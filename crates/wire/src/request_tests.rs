// SPDX-License-Identifier: BUSL-1.1
// Copyright (c) 2026 Alfred Jean LLC

use super::*;
use warden_core::test_support::test_run_config;

#[test]
fn start_job_round_trips_through_json() {
    let req = Request::StartJob { config: test_run_config() };
    let json = serde_json::to_string(&req).unwrap();
    let decoded: Request = serde_json::from_str(&json).unwrap();
    assert!(matches!(decoded, Request::StartJob { .. }));
}

#[test]
fn tag_field_names_the_operation() {
    let json = serde_json::to_value(Request::Health).unwrap();
    assert_eq!(json["op"], "health");
}

#[test]
fn watch_job_carries_an_optional_resume_sequence() {
    let run_id = RunId::new();
    let req = Request::WatchJob { run_id, from_seq: Some(42) };
    let json = serde_json::to_value(&req).unwrap();
    assert_eq!(json["from_seq"], 42);
}
// SPDX-License-Identifier: BUSL-1.1
// Copyright (c) 2026 Alfred Jean LLC

// Allow panic!/unwrap/expect in test code
#![cfg_attr(test, allow(clippy::panic))]
#![cfg_attr(test, allow(clippy::unwrap_used))]
#![cfg_attr(test, allow(clippy::expect_used))]

//! warden-engine: the scheduling, execution, and job-lifecycle layer.
//!
//! Everything here is dependency-injected over `warden-adapters`' traits
//! (`Provider`/`Runner`/`Escalator`) and `warden-core`'s `Clock` -- no
//! global mutable state, per the Design Notes. The event substrate
//! (`bus`), the per-run DAG (`scheduler`), the `Effect` interpreter
//! (`executor`), the per-unit inner loop (`worker`), and the process-wide
//! multiplexer (`job_manager`) compose bottom-up: `JobManager` owns one
//! `Orchestrator` per active run, each `Orchestrator` owns a `Scheduler`
//! and drives `Worker`s over it, each `Worker` drives `Effect`s through an
//! `Executor`.

pub mod bus;
pub mod error;
pub mod executor;
pub mod job_manager;
pub mod scheduler;
pub mod spec_loader;
pub mod worker;

pub use bus::{Bus, DropPolicy, Subscription};
pub use error::{EngineError, EngineResult};
pub use executor::{EffectOutcome, Executor};
pub use job_manager::{JobManager, Orchestrator};
pub use scheduler::Scheduler;
pub use spec_loader::{DiscoveredUnit, FsSpecLoader, SpecLoadError, SpecLoader};
pub use worker::{UnitJob, UnitOutcome, Worker, WorkerLimits};
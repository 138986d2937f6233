// SPDX-License-Identifier: BUSL-1.1
// Copyright (c) 2026 Alfred Jean LLC

//! Daemon-wide configuration values.
//!
//! Pure data: parsing the TOML file and resolving the state directory
//! against the filesystem are the daemon crate's job, not this crate's.
//! Every "policy input, not a structural change" the Design Notes call out
//! (event retention, state-dir scope, merge routing) lives here as a field
//! with a concrete default rather than a hardcoded constant.

use crate::retry::RetryConfig;
use serde::{Deserialize, Serialize};
use std::path::PathBuf;
use std::time::Duration;

/// Where merging a unit's branch onto the run's target branch happens.
/// Open Question 3 from the Design Notes, resolved as a policy knob: local
/// git today, with a forge-routed option reserved for later.
#[derive(Debug, Clone, Copy, PartialEq, Eq, Serialize, Deserialize, Default)]
#[serde(rename_all = "snake_case")]
pub enum MergePolicy {
    #[default]
    Local,
    Forge,
}

/// How long persisted events are retained. Open Question 1, resolved as a
/// policy knob: unbounded by default, with an optional cap.
#[derive(Debug, Clone, Copy, PartialEq, Eq, Serialize, Deserialize, Default)]
#[serde(rename_all = "snake_case")]
pub enum EventRetention {
    #[default]
    Forever,
    MaxEvents(u64),
    MaxDays(u32),
}

#[derive(Debug, Clone, Serialize, Deserialize)]
#[serde(default)]
pub struct WardenConfig {
    /// Directory holding the SQLite database, PID file, and socket file.
    /// Open Question 2, resolved per-workspace-root by default: callers
    /// pass the workspace root and the daemon derives a `.warden/` state
    /// dir under it unless this is set explicitly.
    pub state_dir: Option<PathBuf>,
    pub socket_path: Option<PathBuf>,
    pub default_parallelism: u32,
    /// Process-wide cap on concurrently active runs (spec.md §4.5: "refuses
    /// if active jobs >= cap"). Distinct from a single run's `parallelism`,
    /// which bounds concurrent units within that one run.
    pub max_active_runs: u32,
    pub retry: RetryConfig,
    #[serde(with = "duration_secs")]
    pub agent_invoke_timeout: Duration,
    #[serde(with = "duration_secs")]
    pub backpressure_timeout: Duration,
    #[serde(with = "duration_secs")]
    pub baseline_check_timeout: Duration,
    #[serde(with = "duration_secs")]
    pub shutdown_grace_period: Duration,
    pub max_claude_retries: u32,
    pub max_baseline_retries: u32,
    pub max_fix_iterations: u32,
    pub event_retention: EventRetention,
    pub merge_policy: MergePolicy,
}

impl Default for WardenConfig {
    fn default() -> Self {
        Self {
            state_dir: None,
            socket_path: None,
            default_parallelism: 1,
            max_active_runs: 4,
            retry: RetryConfig::worker_default(),
            agent_invoke_timeout: Duration::from_secs(30 * 60),
            backpressure_timeout: Duration::from_secs(5 * 60),
            baseline_check_timeout: Duration::from_secs(10 * 60),
            shutdown_grace_period: Duration::from_secs(10),
            max_claude_retries: 3,
            max_baseline_retries: 3,
            max_fix_iterations: 3,
            event_retention: EventRetention::Forever,
            merge_policy: MergePolicy::Local,
        }
    }
}

impl WardenConfig {
    /// Resolve the effective state directory for a given workspace root,
    /// honoring an explicit override.
    pub fn resolve_state_dir(&self, workspace_root: &std::path::Path) -> PathBuf {
        self.state_dir.clone().unwrap_or_else(|| workspace_root.join(".warden"))
    }

    pub fn resolve_socket_path(&self, workspace_root: &std::path::Path) -> PathBuf {
        self.socket_path
            .clone()
            .unwrap_or_else(|| self.resolve_state_dir(workspace_root).join("daemon.sock"))
    }
}

mod duration_secs {
    use super::Duration;
    use serde::{Deserialize, Deserializer, Serializer};

    pub fn serialize<S: Serializer>(d: &Duration, s: S) -> Result<S::Ok, S::Error> {
        s.serialize_u64(d.as_secs())
    }

    pub fn deserialize<'de, D: Deserializer<'de>>(d: D) -> Result<Duration, D::Error> {
        Ok(Duration::from_secs(u64::deserialize(d)?))
    }
}

#[cfg(test)]
#[path = "config_tests.rs"]
mod tests;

◆ ◆ ◆

• [PROBLEM REQUIREMENTS] Write out the data again in full. Match it exactly.

• [EXPECTED ANSWER]
filename crates/wire/src/request_tests.rs
// SPDX-License-Identifier: BUSL-1.1
// Copyright (c) 2026 Alfred Jean LLC

use super::*;
use warden_core::test_support::test_run_config;

#[test]
fn start_job_round_trips_through_json() {
    let req = Request::StartJob { config: test_run_config() };
    let json = serde_json::to_string(&req).unwrap();
    let decoded: Request = serde_json::from_str(&json).unwrap();
    assert!(matches!(decoded, Request::StartJob { .. }));
}

#[test]
fn tag_field_names_the_operation() {
    let json = serde_json::to_value(Request::Health).unwrap();
    assert_eq!(json["op"], "health");
}

#[test]
fn watch_job_carries_an_optional_resume_sequence() {
    let run_id = RunId::new();
    let req = Request::WatchJob { run_id, from_seq: Some(42) };
    let json = serde_json::to_value(&req).unwrap();
    assert_eq!(json["from_seq"], 42);
}
// SPDX-License-Identifier: BUSL-1.1
// Copyright (c) 2026 Alfred Jean LLC

// Allow panic!/unwrap/expect in test code
#![cfg_attr(test, allow(clippy::panic))]
#![cfg_attr(test, allow(clippy::unwrap_used))]
#![cfg_attr(test, allow(clippy::expect_used))]

//! warden-engine: the scheduling, execution, and job-lifecycle layer.
//!
//! Everything here is dependency-injected over `warden-adapters`' traits
//! (`Provider`/`Runner`/`Escalator`) and `warden-core`'s `Clock` -- no
//! global mutable state, per the Design Notes. The event substrate
//! (`bus`), the per-run DAG (`scheduler`), the `Effect` interpreter
//! (`executor`), the per-unit inner loop (`worker`), and the process-wide
//! multiplexer (`job_manager`) compose bottom-up: `JobManager` owns one
//! `Orchestrator` per active run, each `Orchestrator` owns a `Scheduler`
//! and drives `Worker`s over it, each `Worker` drives `Effect`s through an
//! `Executor`.

pub mod bus;
pub mod error;
pub mod executor;
pub mod job_manager;
pub mod scheduler;
pub mod spec_loader;
pub mod worker;

pub use bus::{Bus, DropPolicy, Subscription};
pub use error::{EngineError, EngineResult};
pub use executor::{EffectOutcome, Executor};
pub use job_manager::{JobManager, Orchestrator};
pub use scheduler::Scheduler;
pub use spec_loader::{DiscoveredUnit, FsSpecLoader, SpecLoadError, SpecLoader};
pub use worker::{UnitJob, UnitOutcome, Worker, WorkerLimits};
repository 138986d2937f6233
// SPDX-License-Identifier: BUSL-1.1
// Copyright (c) 2026 Alfred Jean LLC

//! Daemon-wide configuration values.
//!
//! Pure data: parsing the TOML file and resolving the state directory
//! against the filesystem are the daemon crate's job, not this crate's.
//! Every "policy input, not a structural change" the Design Notes call out
//! (event retention, state-dir scope, merge routing) lives here as a field
//! with a concrete default rather than a hardcoded constant.

use crate::retry::RetryConfig;
use serde::{Deserialize, Serialize};
use std::path::PathBuf;
use std::time::Duration;

/// Where merging a unit's branch onto the run's target branch happens.
/// Open Question 3 from the Design Notes, resolved as a policy knob: local
/// git today, with a forge-routed option reserved for later.
#[derive(Debug, Clone, Copy, PartialEq, Eq, Serialize, Deserialize, Default)]
#[serde(rename_all = "snake_case")]
pub enum MergePolicy {
    #[default]
    Local,
    Forge,
}

/// How long persisted events are retained. Open Question 1, resolved as a
/// policy knob: unbounded by default, with an optional cap.
#[derive(Debug, Clone, Copy, PartialEq, Eq, Serialize, Deserialize, Default)]
#[serde(rename_all = "snake_case")]
pub enum EventRetention {
    #[default]
    Forever,
    MaxEvents(u64),
    MaxDays(u32),
}

#[derive(Debug, Clone, Serialize, Deserialize)]
#[serde(default)]
pub struct WardenConfig {
    /// Directory holding the SQLite database, PID file, and socket file.
    /// Open Question 2, resolved per-workspace-root by default: callers
    /// pass the workspace root and the daemon derives a `.warden/` state
    /// dir under it unless this is set explicitly.
    pub state_dir: Option<PathBuf>,
    pub socket_path: Option<PathBuf>,
    pub default_parallelism: u32,
    /// Process-wide cap on concurrently active runs (spec.md §4.5: "refuses
    /// if active jobs >= cap"). Distinct from a single run's `parallelism`,
    /// which bounds concurrent units within that one run.
    pub max_active_runs: u32,
    pub retry: RetryConfig,
    #[serde(with = "duration_secs")]
    pub agent_invoke_timeout: Duration,
    #[serde(with = "duration_secs")]
    pub backpressure_timeout: Duration,
    #[serde(with = "duration_secs")]
    pub baseline_check_timeout: Duration,
    #[serde(with = "duration_secs")]
    pub shutdown_grace_period: Duration,
    pub max_claude_retries: u32,
    pub max_baseline_retries: u32,
    pub max_fix_iterations: u32,
    pub event_retention: EventRetention,
    pub merge_policy: MergePolicy,
}

impl Default for WardenConfig {
    fn default() -> Self {
        Self {
            state_dir: None,
            socket_path: None,
            default_parallelism: 1,
            max_active_runs: 4,
            retry: RetryConfig::worker_default(),
            agent_invoke_timeout: Duration::from_secs(30 * 60),
            backpressure_timeout: Duration::from_secs(5 * 60),
            baseline_check_timeout: Duration::from_secs(10 * 60),
            shutdown_grace_period: Duration::from_secs(10),
            max_claude_retries: 3,
            max_baseline_retries: 3,
            max_fix_iterations: 3,
            event_retention: EventRetention::Forever,
            merge_policy: MergePolicy::Local,
        }
    }
}

impl WardenConfig {
    /// Resolve the effective state directory for a given workspace root,
    /// honoring an explicit override.
    pub fn resolve_state_dir(&self, workspace_root: &std::path::Path) -> PathBuf {
        self.state_dir.clone().unwrap_or_else(|| workspace_root.join(".warden"))
    }

    pub fn resolve_socket_path(&self, workspace_root: &std::path::Path) -> PathBuf {
        self.socket_path
            .clone()
            .unwrap_or_else(|| self.resolve_state_dir(workspace_root).join("daemon.sock"))
    }
}

mod duration_secs {
    use super::Duration;
    use serde::{Deserialize, Deserializer, Serializer};

    pub fn serialize<S: Serializer>(d: &Duration, s: S) -> Result<S::Ok, S::Error> {
        s.serialize_u64(d.as_secs())
    }

    pub fn deserialize<'de, D: Deserializer<'de>>(d: D) -> Result<Duration, D::Error> {
        Ok(Duration::from_secs(u64::deserialize(d)?))
    }
}

#[cfg(test)]
#[path = "config_tests.rs"]
mod tests;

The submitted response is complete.